In its new landmark report, the Energy Transitions Commission (ETC) demonstrates that the world can achieve net-zero emissions by mid-century, without permanently relying on carbon offsets from the energy system and industry. Achieving net-zero is achievable while also promoting economic growth and a rising standard of living, across the developing and developed regions. This would entail a total estimated investment of USD1 trillion to USD2 trillion per year. This is equivalent to up to 1.5 per cent of global GDP and a small increase of global investment of about a quarter of global GDP. The COVID pandemic, in particular, underscores the urgency as well as the unique opportunity to invest in a more climate resilient economy.
The report integrates the ETCs latest findings on technology cost-readiness and regions to outline three critical steps necessary to achieve the net-zero goal. These include; (i) improvements in energy efficiency and a shift towards a circular economy (ii) scaling up renewable energy power at a pace of 5-6 times higher than today and expanding the production of zero-carbon energy sources like hydrogen (iii) electrifying applications across transport, buildings and industry and deploying new processes like hydrogen, carbon capture and biomass for sectors that cannot be fully electrified (e.g. heavy industry or long-distance shipping and aviation).
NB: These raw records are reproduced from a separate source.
//! Text-frame codec for the relay wire protocol.
//!
//! One JSON object per transport frame. Decoding distinguishes a frame that
//! is not JSON at all from one that is JSON but not a known message, so the
//! server can log the two misuse cases separately; both are skipped, never
//! fatal to the connection or the server.

use thiserror::Error;

use crate::protocol::messages::{EndpointMessage, ServerMessage};

/// Error type for frame encoding and decoding.
#[derive(Debug, Error)]
pub enum ProtocolError {
    /// The frame body is not valid JSON.
    #[error("frame is not valid JSON: {0}")]
    InvalidJson(#[source] serde_json::Error),

    /// The frame is JSON but not a recognized message (unknown `type`,
    /// missing required fields, wrong field types).
    #[error("unrecognized message: {0}")]
    UnknownMessage(#[source] serde_json::Error),

    /// An outbound message could not be serialized.
    #[error("failed to encode message: {0}")]
    Encode(#[source] serde_json::Error),
}

/// Decodes one inbound text frame into an [`EndpointMessage`].
pub fn decode_message(frame: &str) -> Result<EndpointMessage, ProtocolError> {
    let value: serde_json::Value =
        serde_json::from_str(frame).map_err(ProtocolError::InvalidJson)?;
    serde_json::from_value(value).map_err(ProtocolError::UnknownMessage)
}

/// Encodes one outbound [`ServerMessage`] into a text frame.
pub fn encode_message(message: &ServerMessage) -> Result<String, ProtocolError> {
    serde_json::to_string(message).map_err(ProtocolError::Encode)
}

// ── Tests ─────────────────────────────────────────────────────────────────────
The ETC also lays out critical action areas for nations and non-state parties to prioritise in the run up to COP26 United Nations Framework Convention on Climate Change in November 2021, in order make net-zero by 2050 within reach. These include accelerating the deployment of renewable power generation, removing fossil fuel subsidies, supporting a carbon price, and enabling investment into the development of zero-carbon technologies for hard-to-abate sectors.